Silence of the dead.

“Well, that’s not exactly what I meant . . .”

“No? Pity. I was just beginning to think that was rather good.”

“And may we talk about your oeuvre, now?”

“If you insist.”

“You don’t like to talk about it, do you?”

“I can’t hide a thing from you.”

“Like all great writers, you are very modest when it comes to your work.”

“Modest, me? You must be mistaken.”

“You seem to enjoy underestimating your own worth. Why do you deny that you are modest?”

“Because, Monsieur, I am not.”

“Then why are you so reluctant to talk about your novels?”

“Because there is no point in talking about a novel.”

“But it’s fascinating to hear a writer talk about his creation, to hear him say how and why he writes, and what he writes against.”

“If a writer manages to be fascinating about his own novels, then there are only two possibilities: either he is merely voicing out loud what he wrote in his book, and he is a parrot; or he is explaining interesting things that he didn’t discuss in his book, in which case the book in question is a failure, since it does not live up to its claims.”

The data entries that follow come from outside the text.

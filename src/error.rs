use std::fmt;

use thiserror::Error;

/// Top-level error type for profile modeling and boolean operations.
#[derive(Debug, Error)]
pub enum ProfileError {
    #[error(transparent)]
    Geometry(#[from] GeometryError),

    #[error(transparent)]
    Topology(#[from] TopologyError),

    #[error(transparent)]
    Intersection(#[from] IntersectionError),

    #[error(transparent)]
    Operation(#[from] OperationError),
}

/// Errors related to geometric computations.
#[derive(Debug, Error)]
pub enum GeometryError {
    #[error("degenerate geometry: {0}")]
    Degenerate(String),

    #[error("zero-length vector")]
    ZeroVector,

    #[error("unsupported geometry: {0}")]
    Unsupported(String),
}

/// Errors related to the loop structure of a profile.
#[derive(Debug, Error)]
pub enum TopologyError {
    #[error("a blueprint needs at least one curve")]
    EmptyLoop,

    #[error("loop is not closed: curve {index} ends at ({x}, {y}) away from the next start")]
    LoopNotClosed { index: usize, x: f64, y: f64 },
}

/// Machine-readable failure codes of the curve intersection primitive.
#[derive(Debug, Clone, Copy, PartialEq, Eq)]
pub enum IntersectionErrorCode {
    /// A zero-length line or a non-positive radius arc took part in the query.
    DegenerateCurve,
    /// A curve carries NaN or infinite coordinates.
    NonFinite,
}

impl IntersectionErrorCode {
    /// Stable string form of the code.
    #[must_use]
    pub fn as_str(self) -> &'static str {
        match self {
            Self::DegenerateCurve => "DEGENERATE_CURVE",
            Self::NonFinite => "NON_FINITE",
        }
    }
}

impl fmt::Display for IntersectionErrorCode {
    fn fmt(&self, f: &mut fmt::Formatter<'_>) -> fmt::Result {
        f.write_str(self.as_str())
    }
}

/// Failure of the curve-curve intersection computation.
#[derive(Debug, Error)]
#[error("intersection failed [{code}]: {message}")]
pub struct IntersectionError {
    pub code: IntersectionErrorCode,
    pub message: String,
}

impl IntersectionError {
    /// Creates a new intersection error.
    #[must_use]
    pub fn new(code: IntersectionErrorCode, message: impl Into<String>) -> Self {
        Self {
            code,
            message: message.into(),
        }
    }
}

/// Errors related to profile operations.
#[derive(Debug, Error)]
pub enum OperationError {
    #[error("invalid input: {0}")]
    InvalidInput(String),
}

/// Convenience type alias for results using [`ProfileError`].
pub type Result<T> = std::result::Result<T, ProfileError>;
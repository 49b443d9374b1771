use std::f64::consts::TAU;

use super::arc_2d::{angle_to_arc_param, normalize_angle};
use super::{cross_2d, Point2, Vector2};

/// Result of intersecting two bounded line segments.
#[derive(Debug, Clone, PartialEq)]
pub enum LineLineIntersection {
    /// The segments do not meet.
    None,
    /// A single crossing point with its parameter on each segment.
    Point { point: Point2, t: f64, u: f64 },
    /// The segments are collinear and share the parameter range `[t0, t1]` of
    /// the first segment (`t0 <= t1`); `u0` and `u1` are the matching
    /// parameters on the second segment.
    Overlap { t0: f64, t1: f64, u0: f64, u1: f64 },
}

/// Distance from `p` to the infinite line through `a0` and `a1`.
fn distance_to_line(p: &Point2, a0: &Point2, a1: &Point2) -> f64 {
    let d = a1 - a0;
    let len = d.norm();
    if len < f64::EPSILON {
        return (p - a0).norm();
    }
    cross_2d(&d, &(p - a0)).abs() / len
}

/// Parameter of the orthogonal projection of `p` on the line `a0 + t (a1 - a0)`.
fn project_param(p: &Point2, a0: &Point2, a1: &Point2) -> f64 {
    let d = a1 - a0;
    let len_sq = d.norm_squared();
    if len_sq < f64::EPSILON {
        return 0.0;
    }
    (p - a0).dot(&d) / len_sq
}

/// Bounded segment-segment intersection in 2D.
///
/// `tolerance` is a distance: collinearity and endpoint slack are both
/// measured in model units.
#[must_use]
pub fn segment_segment_intersect_2d(
    a0: &Point2,
    a1: &Point2,
    b0: &Point2,
    b1: &Point2,
    tolerance: f64,
) -> LineLineIntersection {
    let da = a1 - a0;
    let db = b1 - b0;
    let len_a = da.norm();
    let len_b = db.norm();
    if len_a < tolerance || len_b < tolerance {
        return LineLineIntersection::None;
    }

    let collinear =
        distance_to_line(b0, a0, a1) <= tolerance && distance_to_line(b1, a0, a1) <= tolerance;
    if collinear {
        return collinear_overlap(a0, a1, b0, b1, tolerance);
    }

    let cross = cross_2d(&da, &db);
    if cross.abs() < f64::EPSILON * len_a * len_b {
        return LineLineIntersection::None;
    }

    let d = b0 - a0;
    let t = cross_2d(&d, &db) / cross;
    let u = cross_2d(&d, &da) / cross;

    let eps_t = tolerance / len_a;
    let eps_u = tolerance / len_b;
    if t >= -eps_t && t <= 1.0 + eps_t && u >= -eps_u && u <= 1.0 + eps_u {
        let t = t.clamp(0.0, 1.0);
        LineLineIntersection::Point {
            point: a0 + da * t,
            t,
            u: u.clamp(0.0, 1.0),
        }
    } else {
        LineLineIntersection::None
    }
}

/// Overlap of two collinear segments, expressed on the first one.
fn collinear_overlap(
    a0: &Point2,
    a1: &Point2,
    b0: &Point2,
    b1: &Point2,
    tolerance: f64,
) -> LineLineIntersection {
    let len_a = (a1 - a0).norm();
    let eps = tolerance / len_a;

    let tb0 = project_param(b0, a0, a1);
    let tb1 = project_param(b1, a0, a1);
    let lo = tb0.min(tb1).max(0.0);
    let hi = tb0.max(tb1).min(1.0);
    if lo > hi + eps {
        return LineLineIntersection::None;
    }
    let (t0, t1) = if lo > hi { (hi, hi) } else { (lo, hi) };

    let pa = a0 + (a1 - a0) * t0;
    let pb = a0 + (a1 - a0) * t1;
    if t1 - t0 <= eps {
        return LineLineIntersection::Point {
            point: pa,
            t: t0,
            u: project_param(&pa, b0, b1).clamp(0.0, 1.0),
        };
    }
    LineLineIntersection::Overlap {
        t0,
        t1,
        u0: project_param(&pa, b0, b1).clamp(0.0, 1.0),
        u1: project_param(&pb, b0, b1).clamp(0.0, 1.0),
    }
}

/// Intersection of a line segment with a circular arc in 2D.
///
/// Returns `(point, t_seg, t_arc)` triples with both parameters in `[0, 1]`.
/// A tangent contact yields a single point.
#[must_use]
pub fn line_arc_intersect_2d(
    a0: &Point2,
    a1: &Point2,
    center: &Point2,
    radius: f64,
    start_angle: f64,
    sweep: f64,
    tolerance: f64,
) -> Vec<(Point2, f64, f64)> {
    let mut results = Vec::new();
    let dir = a1 - a0;
    let len = dir.norm();
    if radius < tolerance || sweep.abs() < f64::EPSILON || len < tolerance {
        return results;
    }
    let unit = dir / len;

    // Foot of the perpendicular from the center onto the line.
    let s_foot = (center - a0).dot(&unit);
    let foot = a0 + unit * s_foot;
    let dist = (center - foot).norm();

    if dist > radius + tolerance {
        return results;
    }

    let candidates = if (dist - radius).abs() <= tolerance {
        vec![s_foot]
    } else {
        let half_chord = (radius * radius - dist * dist).max(0.0).sqrt();
        vec![s_foot - half_chord, s_foot + half_chord]
    };

    let eps_angle = tolerance / radius;
    for s in candidates {
        if s < -tolerance || s > len + tolerance {
            continue;
        }
        let s = s.clamp(0.0, len);
        let point = a0 + unit * s;
        let angle = (point.y - center.y).atan2(point.x - center.x);
        if let Some(t_arc) = angle_to_arc_param(angle, start_angle, sweep, eps_angle) {
            results.push((point, s / len, t_arc));
        }
    }

    results
}

/// Intersection of two circular arcs in 2D.
///
/// Returns `(point, t1, t2)` triples. Concentric arcs report nothing here;
/// their coincident portions come from [`arc_arc_overlaps`].
#[must_use]
#[allow(clippy::too_many_arguments)]
pub fn arc_arc_intersect_2d(
    c1: &Point2,
    r1: f64,
    start1: f64,
    sweep1: f64,
    c2: &Point2,
    r2: f64,
    start2: f64,
    sweep2: f64,
    tolerance: f64,
) -> Vec<(Point2, f64, f64)> {
    let mut results = Vec::new();
    if r1 < tolerance || r2 < tolerance {
        return results;
    }

    let d = c2 - c1;
    let dist_sq = d.norm_squared();
    let dist = dist_sq.sqrt();
    if dist < tolerance {
        return results;
    }

    let sum = r1 + r2;
    let diff = (r1 - r2).abs();
    if dist > sum + tolerance || dist < diff - tolerance {
        return results;
    }

    // Distance from c1 along c1→c2 to the radical line.
    let a = (r1 * r1 - r2 * r2 + dist_sq) / (2.0 * dist);
    let h = (r1 * r1 - a * a).max(0.0).sqrt();
    let unit = d / dist;
    let mid = c1 + unit * a;
    let perp = Vector2::new(-unit.y, unit.x);

    let candidates = if h <= tolerance {
        vec![mid]
    } else {
        vec![mid + perp * h, mid - perp * h]
    };

    for p in candidates {
        let angle1 = (p.y - c1.y).atan2(p.x - c1.x);
        let angle2 = (p.y - c2.y).atan2(p.x - c2.x);
        let t1 = angle_to_arc_param(angle1, start1, sweep1, tolerance / r1);
        let t2 = angle_to_arc_param(angle2, start2, sweep2, tolerance / r2);
        if let (Some(t1), Some(t2)) = (t1, t2) {
            results.push((p, t1, t2));
        }
    }

    results
}

/// Counter-clockwise angular interval `[lo, lo + len]` covered by an arc.
fn ccw_interval(start: f64, sweep: f64) -> (f64, f64) {
    if sweep >= 0.0 {
        (normalize_angle(start), sweep.min(TAU))
    } else {
        (normalize_angle(start + sweep), (-sweep).min(TAU))
    }
}

/// Coincident portions of two concentric, equal-radius arcs.
///
/// Returns parameter ranges `(t_lo, t_hi)` on the first arc, sorted by
/// `t_lo`. Ranges may be degenerate (`t_lo == t_hi`) when the arcs only touch
/// at an endpoint. Returns an empty list when the arcs are not on the same
/// circle.
#[must_use]
#[allow(clippy::too_many_arguments)]
pub fn arc_arc_overlaps(
    c1: &Point2,
    r1: f64,
    start1: f64,
    sweep1: f64,
    c2: &Point2,
    r2: f64,
    start2: f64,
    sweep2: f64,
    tolerance: f64,
) -> Vec<(f64, f64)> {
    if (c2 - c1).norm() > tolerance || (r1 - r2).abs() > tolerance {
        return Vec::new();
    }
    let eps = tolerance / r1.max(tolerance);

    let (lo1, len1) = ccw_interval(start1, sweep1);
    let (lo2, len2) = ccw_interval(start2, sweep2);

    // Second interval shifted to start inside [lo1, lo1 + 2π).
    let shifted = lo1 + normalize_angle(lo2 - lo1);
    let mut ranges = Vec::new();
    for offset in [shifted, shifted - TAU] {
        let lo = offset.max(lo1);
        let hi = (offset + len2).min(lo1 + len1);
        if hi >= lo - eps {
            let hi = hi.max(lo);
            // Angles measured counter-clockwise from lo1 → parameters on arc 1.
            let (a, b) = ((lo - lo1) / len1, (hi - lo1) / len1);
            let (t_lo, t_hi) = if sweep1 >= 0.0 { (a, b) } else { (1.0 - b, 1.0 - a) };
            ranges.push((t_lo.clamp(0.0, 1.0), t_hi.clamp(0.0, 1.0)));
        }
    }
    ranges.sort_by(|a, b| a.0.total_cmp(&b.0));
    ranges
}
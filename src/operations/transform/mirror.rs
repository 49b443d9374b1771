use crate::error::{GeometryError, Result};
use crate::math::{Matrix3, Point2, Vector2};

use super::general::{GeneralTransform, Transformable};

/// What a profile is reflected through.
#[derive(Debug, Clone, Copy, PartialEq)]
pub enum MirrorMode {
    /// Point reflection, equivalent to a half turn about the point.
    Point(Point2),
    /// Reflection across the line through `origin` along `direction`.
    Line { origin: Point2, direction: Vector2 },
}

/// Mirrors a profile through a point or across a line.
pub struct Mirror {
    mode: MirrorMode,
}

impl Mirror {
    /// Creates a new `Mirror` operation.
    #[must_use]
    pub fn new(mode: MirrorMode) -> Self {
        Self { mode }
    }

    /// The homogeneous matrix of the reflection.
    ///
    /// # Errors
    ///
    /// Returns `GeometryError::ZeroVector` for a zero line direction.
    pub fn matrix(&self) -> Result<Matrix3> {
        let (origin, linear) = match self.mode {
            MirrorMode::Point(p) => (p, Matrix3::new_scaling(-1.0)),
            MirrorMode::Line { origin, direction } => {
                let n = direction.norm();
                if n < f64::EPSILON {
                    return Err(GeometryError::ZeroVector.into());
                }
                let d = direction / n;
                let (xx, xy, yy) = (d.x * d.x, d.x * d.y, d.y * d.y);
                #[rustfmt::skip]
                let linear = Matrix3::new(
                    2.0 * xx - 1.0, 2.0 * xy, 0.0,
                    2.0 * xy, 2.0 * yy - 1.0, 0.0,
                    0.0, 0.0, 1.0,
                );
                (origin, linear)
            }
        };
        let c = origin.coords;
        Ok(Matrix3::new_translation(&c) * linear * Matrix3::new_translation(&(-c)))
    }

    /// Executes the reflection, returning a mirrored copy.
    ///
    /// # Errors
    ///
    /// Returns an error if the mirror line is degenerate.
    pub fn execute<T: Transformable>(&self, target: &T) -> Result<T> {
        GeneralTransform::new(self.matrix()?).execute(target)
    }
}
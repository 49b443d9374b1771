use std::collections::HashMap;
use std::f64::consts::{PI, TAU};

use slotmap::{new_key_type, SlotMap};
use tracing::trace;

use crate::geometry::blueprint::{Blueprint, Orientation};
use crate::geometry::curve::{Arc2D, Curve, Curve2D};
use crate::math::distance_2d::point_to_segment_dist;
use crate::math::{cross_2d, points_equal, Vector2};

use super::hashing::VertexId;
use super::segment::Segment;

new_key_type! {
    struct SegmentSlot;
}

/// Turning angles closer than this are treated as equal.
const TURN_EPS: f64 = 1e-9;

/// Retained segments still waiting to be stitched.
struct SegmentPool {
    segments: SlotMap<SegmentSlot, Segment>,
    by_start: HashMap<VertexId, Vec<SegmentSlot>>,
    by_end: HashMap<VertexId, Vec<SegmentSlot>>,
}

impl SegmentPool {
    fn new(segments: Vec<Segment>) -> Self {
        let mut pool = Self {
            segments: SlotMap::with_key(),
            by_start: HashMap::new(),
            by_end: HashMap::new(),
        };
        for segment in segments {
            let (start, end) = (segment.start, segment.end);
            let slot = pool.segments.insert(segment);
            pool.by_start.entry(start).or_default().push(slot);
            pool.by_end.entry(end).or_default().push(slot);
        }
        pool
    }

    fn any(&self) -> Option<SegmentSlot> {
        self.segments.keys().next()
    }

    fn take(&mut self, slot: SegmentSlot) -> Segment {
        self.segments
            .remove(slot)
            .unwrap_or_else(|| panic!("assemble_loops: segment {slot:?} taken twice"))
    }

    /// Unused segment starting at `vertex` that turns tightest towards the
    /// enclosed side, together with its turn score.
    fn starting_at(
        &self,
        vertex: VertexId,
        incoming: &Vector2,
        sense: f64,
    ) -> Option<(SegmentSlot, Turn)> {
        self.by_start
            .get(&vertex)
            .into_iter()
            .flatten()
            .copied()
            .filter_map(|s| self.segments.get(s).map(|seg| (s, seg)))
            .map(|(s, seg)| (s, Turn::towards(incoming, &seg.curves, sense)))
            .reduce(|best, cand| if cand.1.beats(&best.1) { cand } else { best })
    }

    /// Unused segment ending at `vertex`, to be walked backwards.
    fn ending_at(&self, vertex: VertexId) -> Option<SegmentSlot> {
        self.by_end
            .get(&vertex)
            .into_iter()
            .flatten()
            .copied()
            .find(|s| self.segments.contains_key(*s))
    }
}

/// How sharply a walk turns from its incoming direction onto a segment,
/// signed so that larger values turn towards the enclosed side.
#[derive(Debug, Clone, Copy)]
struct Turn {
    /// Turn between the incoming and the outgoing tangent.
    tangent: f64,
    /// Turn towards the midpoint of the first outgoing curve, separating
    /// candidates that leave along the same tangent.
    chord: f64,
}

impl Turn {
    fn towards(incoming: &Vector2, curves: &[Curve2D], sense: f64) -> Self {
        let Some(first) = curves.first() else {
            return Self {
                tangent: f64::NEG_INFINITY,
                chord: f64::NEG_INFINITY,
            };
        };
        let chord = first.midpoint() - first.first_point();
        Self {
            tangent: sense * turn_angle(incoming, &start_direction(first)),
            chord: sense * turn_angle(incoming, &chord),
        }
    }

    fn beats(&self, other: &Self) -> bool {
        if (self.tangent - other.tangent).abs() > TURN_EPS {
            self.tangent > other.tangent
        } else {
            self.chord > other.chord
        }
    }
}

/// Signed angle in `(-π, π]` turning `from` onto `to`, counter-clockwise
/// positive.
fn turn_angle(from: &Vector2, to: &Vector2) -> f64 {
    let angle = cross_2d(from, to).atan2(from.dot(to));
    if angle <= -PI + 1e-12 {
        PI
    } else {
        angle
    }
}

fn start_direction(curve: &Curve2D) -> Vector2 {
    curve
        .tangent(0.0)
        .unwrap_or_else(|_| curve.last_point() - curve.first_point())
}

fn end_direction(curve: &Curve2D) -> Vector2 {
    curve
        .tangent(1.0)
        .unwrap_or_else(|_| curve.last_point() - curve.first_point())
}

/// Stitches retained segments tip to tail into closed loops.
///
/// A walk starts from any unused segment and repeatedly continues with an
/// unused segment starting where the walk currently ends. When several
/// segments leave the same vertex, the one turning tightest towards the
/// enclosed side of `orientation` wins (left for counter-clockwise loops),
/// so loops touching at a vertex come out as separate simple loops. When no
/// segment starts there, a segment ending there is walked backwards.
/// Adjacent collinear lines and co-circular arcs are merged in the
/// resulting loops.
///
/// # Panics
///
/// Panics when a walk can neither continue nor close. Retained segments
/// always form closed walks, so this signals a classification bug.
#[must_use]
pub fn assemble_loops(
    segments: Vec<Segment>,
    orientation: Orientation,
    tolerance: f64,
) -> Vec<Blueprint> {
    let sense = match orientation {
        Orientation::CounterClockwise => 1.0,
        Orientation::Clockwise => -1.0,
    };
    let mut pool = SegmentPool::new(segments);
    let mut loops = Vec::new();

    while let Some(first) = pool.any() {
        let segment = pool.take(first);
        let loop_start = segment.start;
        let first_curves: Vec<Curve2D> = segment.curves.iter().take(1).cloned().collect();
        let mut end = segment.end;
        let mut curves = segment.curves;

        loop {
            let incoming = curves
                .last()
                .map_or_else(Vector2::zeros, end_direction);
            let best = pool.starting_at(end, &incoming, sense);
            if end == loop_start {
                let closing = Turn::towards(&incoming, &first_curves, sense);
                let closes = match best {
                    Some((_, turn)) => !turn.beats(&closing),
                    None => true,
                };
                if closes {
                    break;
                }
            }
            let next = if let Some((slot, _)) = best {
                pool.take(slot)
            } else if let Some(slot) = pool.ending_at(end) {
                trace!(vertex = end, "continuing on a reversed segment");
                pool.take(slot).reversed()
            } else {
                panic!("assemble_loops: walk from vertex {loop_start} cannot continue at vertex {end}");
            };
            end = next.end;
            curves.extend(next.curves);
        }

        let curves = merge_adjacent(curves, tolerance);
        trace!(curves = curves.len(), "loop closed");
        loops.push(Blueprint::from_closed_curves(curves));
    }
    loops
}

/// Joins consecutive curves that continue each other, including across the
/// loop's closing vertex.
fn merge_adjacent(curves: Vec<Curve2D>, tolerance: f64) -> Vec<Curve2D> {
    let mut merged: Vec<Curve2D> = Vec::with_capacity(curves.len());
    for curve in curves {
        if let Some(last) = merged.last_mut() {
            if let Some(joined) = join(last, &curve, tolerance) {
                *last = joined;
                continue;
            }
        }
        merged.push(curve);
    }
    while merged.len() > 1 {
        let n = merged.len();
        match join(&merged[n - 1], &merged[0], tolerance) {
            Some(joined) => {
                merged.pop();
                merged[0] = joined;
            }
            None => break,
        }
    }
    merged
}

fn join(a: &Curve2D, b: &Curve2D, tolerance: f64) -> Option<Curve2D> {
    match (a, b) {
        (Curve2D::Line(la), Curve2D::Line(lb)) => {
            let straight = point_to_segment_dist(la.end(), la.start(), lb.end()) <= tolerance;
            let forward = la.direction().dot(&lb.direction()) > 0.0;
            (straight && forward).then(|| Curve2D::line(*la.start(), *lb.end()))
        }
        (Curve2D::Arc(aa), Curve2D::Arc(ab)) => {
            let same_circle = points_equal(aa.center(), ab.center(), tolerance)
                && (aa.radius() - ab.radius()).abs() <= tolerance;
            let same_turn = (aa.sweep() > 0.0) == (ab.sweep() > 0.0);
            let sweep = aa.sweep() + ab.sweep();
            (same_circle && same_turn && sweep.abs() <= TAU + 1e-12).then(|| {
                Arc2D::new(*aa.center(), aa.radius(), aa.start_angle(), sweep).into()
            })
        }
        _ => None,
    }
}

“But still, any number of great writers have been able to talk about their work and avoid such pitfalls.”

“You are contradicting yourself: two minutes ago you said that all great writers were extremely modest when it came to their work.”

“But you can talk about a work and still preserve its mystery.”

“Oh, indeed? Have you ever tried?”

“No, but I’m not a writer.”

“Then what makes you think you are entitled to come out with such rubbish?”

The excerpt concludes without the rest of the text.